▸ **What you will do**:
The answer must be every line from the entries below that contains "located".

(Data in this exercise)

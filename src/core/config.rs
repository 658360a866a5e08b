#[cfg(feature = "serialize")]
use serde::{Serialize, Deserialize};

/// Configuration parameters for the collision engine
#[derive(Debug, Clone)]
#[cfg_attr(feature = "serialize", derive(Serialize, Deserialize))]
pub struct EngineConfig {
    /// The time bracket width at which a binary search for a collision
    /// time terminates
    pub time_tolerance: f64,

    /// The maximum number of bisection iterations per located collision
    pub max_bisections: u32,

    /// The maximum number of impulses applied to a single collision
    /// event before resolution is considered failed
    pub max_impulse_retries: u32,

    /// The maximum number of step/detect/resolve passes within one
    /// macro-step before the ricochet limit is considered exceeded
    pub max_collision_passes: u32,

    /// The approach speed below which restitution is treated as zero,
    /// suppressing micro-bounces of nearly resting contacts
    pub restitution_velocity_threshold: f64,

    /// The residual approach speed that counts as fully resolved after
    /// an impulse
    pub approach_tolerance: f64,
}

impl Default for EngineConfig {
    fn default() -> Self {
        Self {
            time_tolerance: 1.0e-7,
            max_bisections: 20,
            max_impulse_retries: 10,
            max_collision_passes: 20,
            restitution_velocity_threshold: 1.0e-4,
            approach_tolerance: 1.0e-9,
        }
    }
}
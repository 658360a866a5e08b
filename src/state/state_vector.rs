use nalgebra::DVector;
use std::fmt;

#[cfg(feature = "serialize")]
use serde::{Serialize, Deserialize};

/// A snapshot of the simulation at one instant: the generalized
/// coordinates (positions, velocities and any auxiliary variables, in the
/// order the simulated system defines) together with the simulation time.
///
/// A `StateVector` is never mutated once another component has observed
/// it; stepping, event location and impulse resolution all produce fresh
/// snapshots.
#[derive(Debug, Clone, PartialEq)]
#[cfg_attr(feature = "serialize", derive(Serialize, Deserialize))]
pub struct StateVector {
    components: DVector<f64>,
    time: f64,
}

impl StateVector {
    /// Creates a new state vector from its components and a time
    pub fn new(components: DVector<f64>, time: f64) -> Self {
        Self { components, time }
    }

    /// Creates a new state vector from a slice of components
    pub fn from_slice(components: &[f64], time: f64) -> Self {
        Self {
            components: DVector::from_row_slice(components),
            time,
        }
    }

    /// Creates a zero state of the given dimension at time zero
    pub fn zeros(dimension: usize) -> Self {
        Self {
            components: DVector::zeros(dimension),
            time: 0.0,
        }
    }

    /// Returns the number of components
    pub fn dimension(&self) -> usize {
        self.components.len()
    }

    /// Returns the simulation time of this snapshot
    pub fn time(&self) -> f64 {
        self.time
    }

    /// Returns a single component by index
    pub fn component(&self, index: usize) -> f64 {
        self.components[index]
    }

    /// Returns the full component vector
    pub fn components(&self) -> &DVector<f64> {
        &self.components
    }

    /// Returns a copy of this state carrying a different time
    pub fn with_time(&self, time: f64) -> Self {
        Self {
            components: self.components.clone(),
            time,
        }
    }

    /// Returns a copy of this state with one component replaced
    pub fn with_component(&self, index: usize, value: f64) -> Self {
        let mut components = self.components.clone();
        components[index] = value;
        Self {
            components,
            time: self.time,
        }
    }

    /// Linearly interpolates between this state and another.
    ///
    /// `alpha` = 0 yields this state, `alpha` = 1 yields `other`. Both
    /// the components and the time are interpolated.
    pub fn lerp(&self, other: &StateVector, alpha: f64) -> Self {
        Self {
            components: self.components.lerp(&other.components, alpha),
            time: self.time + (other.time - self.time) * alpha,
        }
    }
}

impl fmt::Display for StateVector {
    fn fmt(&self, f: &mut fmt::Formatter<'_>) -> fmt::Result {
        write!(f, "StateVector{{t: {}, [", self.time)?;
        for (i, value) in self.components.iter().enumerate() {
            if i > 0 {
                write!(f, ", ")?;
            }
            write!(f, "{}", value)?;
        }
        write!(f, "]}}")
    }
}
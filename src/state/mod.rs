pub mod state_vector;

pub use self::state_vector::StateVector;
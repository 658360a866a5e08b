use log::trace;

use crate::collision::candidate::CollisionEvent;
use crate::collision::model::ContactModel;
use crate::core::EngineConfig;
use crate::error::CollisionError;
use crate::state::StateVector;
use crate::Result;

/// Applies instantaneous restitution impulses to resolve a located
/// collision event.
///
/// The impulse magnitude follows the coefficient-of-restitution rule
/// along the contact normal: the post-impulse approach speed is `-e`
/// times the pre-impulse approach speed. Positions are never altered.
#[derive(Debug, Clone)]
pub struct ImpulseResolver {
    /// The maximum number of impulses applied to one event
    max_impulse_retries: u32,

    /// The approach speed below which restitution is treated as zero
    restitution_velocity_threshold: f64,

    /// The residual approach speed that counts as resolved
    approach_tolerance: f64,
}

impl ImpulseResolver {
    /// Creates a new impulse resolver
    pub fn new(
        max_impulse_retries: u32,
        restitution_velocity_threshold: f64,
        approach_tolerance: f64,
    ) -> Self {
        Self {
            max_impulse_retries,
            restitution_velocity_threshold,
            approach_tolerance,
        }
    }

    /// Creates an impulse resolver from the engine configuration
    pub fn from_config(config: &EngineConfig) -> Self {
        Self::new(
            config.max_impulse_retries,
            config.restitution_velocity_threshold,
            config.approach_tolerance,
        )
    }

    /// Resolves a collision event, returning the post-impulse state and
    /// the number of impulses applied.
    ///
    /// If the pair is still approaching beyond tolerance after the retry
    /// budget is spent, fails with
    /// [`CollisionError::ResolutionResidual`].
    pub fn resolve(
        &self,
        model: &dyn ContactModel,
        event: &CollisionEvent,
    ) -> Result<(StateVector, u64)> {
        let pair = event.pair;
        let mut state = event.state.clone();
        let mut applied: u64 = 0;

        loop {
            let normal_velocity = model.normal_velocity(pair, &state);
            if normal_velocity >= -self.approach_tolerance {
                return Ok((state, applied));
            }

            if applied >= u64::from(self.max_impulse_retries) {
                return Err(CollisionError::ResolutionResidual {
                    pair,
                    residual: normal_velocity,
                });
            }

            // Nearly resting contacts get a dead bounce so they settle
            // instead of chattering.
            let restitution = if normal_velocity.abs() < self.restitution_velocity_threshold {
                0.0
            } else {
                model.restitution(pair)
            };

            let effective_mass = model.effective_mass(pair, &state);
            let magnitude = effective_mass * (1.0 + restitution) * (-normal_velocity);

            state = model.apply_normal_impulse(pair, &state, magnitude);
            applied += 1;

            trace!(
                "impulse {} on {}: j={} v_n was {}",
                applied,
                model.describe_pair(pair),
                magnitude,
                normal_velocity
            );
        }
    }
}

(End Data in this exercise)

▸ **Task solution**:
    /// The maximum number of bisection iterations per located collision
/// Applies instantaneous restitution impulses to resolve a located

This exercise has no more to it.